Hash function before JDK8:

final int hash(Object k) {
    int h = hashSeed;
    if (0! = h && kinstanceof String) {
        return sun.misc.Hashing.stringHash32((String) k);
    }

    h ^= k.hashCode();
    h ^= (h >>> 20) ^ (h >>> 12);
    return h ^ (h >>> 7) ^ (h >>> 4);
}
Copy the code

Hash function to start using in JDK8:

static final int hash(Object key) {
    int h;
    return (key == null)?0 : (h = key.hashCode()) ^ (h >>> 16);
}
Copy the code

Changes in index calculations

The indexFor() method is called in JDK8 to calculate an indexFor a key:

// <= JDK7 index calculation
static int indexFor(int h, int length) {
    return h & (length-1);
}
Copy the code

This is essentially a mod to length.

In JDK8, hash(key) and oldCap are used to determine expansion directly.

Traverse elements

Use EntrySet to get a collection of key-value pairs. Entry is an interface used to describe key-value pairs in a Map, and Node and TreeNode are its implementation classes.
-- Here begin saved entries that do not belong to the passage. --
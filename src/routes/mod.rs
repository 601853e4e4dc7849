pub mod channels;
pub mod notify;
pub mod presence;
pub mod wsroute;

use actix_web::web;

/// Registers every REST endpoint.
pub fn configure(cfg: &mut web::ServiceConfig) {
    cfg.service(presence::health)
        .service(presence::online_users)
        .service(presence::ws_metrics)
        .service(presence::prometheus_metrics)
        .service(notify::notify_team)
        .service(notify::notify_user)
        .service(notify::broadcast_all)
        .service(channels::add_member)
        .service(channels::remove_member);
}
(if you use a for loop) you must use an enhanced for loop to get the key-value pairs correctly:

// Iterate over the HashMap with the increment for loop
for(Map.Entry<Integer,String> entry : map.entrySet()){
    System.out.println(entry.getKey());
    System.out.println(entry.getValue());
}
Copy the code

An enhancement loop is just a syntactic sugar that is essentially implemented using iterators, such as the following iterators in a HashMap:

  • HashIteratorIterator parent class, which provides a default implementation and has the following three subclasses
  • EntryIterator: Iterator to traverse Entry, corresponding toEntrySet
  • KeyIterator: iterator to traverse key
  • ValueIterator: iterator over value

Iterator can also be used to iterate over all elements, which is obtained through the entryset.iterator () method:

// use iterators to traverse
Iterator<Map.Entry<Integer, String>> iterator = map.entrySet().iterator();
while (iterator.hasNext()){
    Map.Entry<Integer, String> next = iterator.next();
    System.out.println(next.getKey());
    System.out.println(next.getValue());
}
Copy the code

To remove elements during iterator traversal, use the iterator’s own remove() method instead of the HashMap’s remove() method.

Similarly, KeySet and KeyIterator and Values and ValueIterator can be used to iterate over keys and Values, respectively.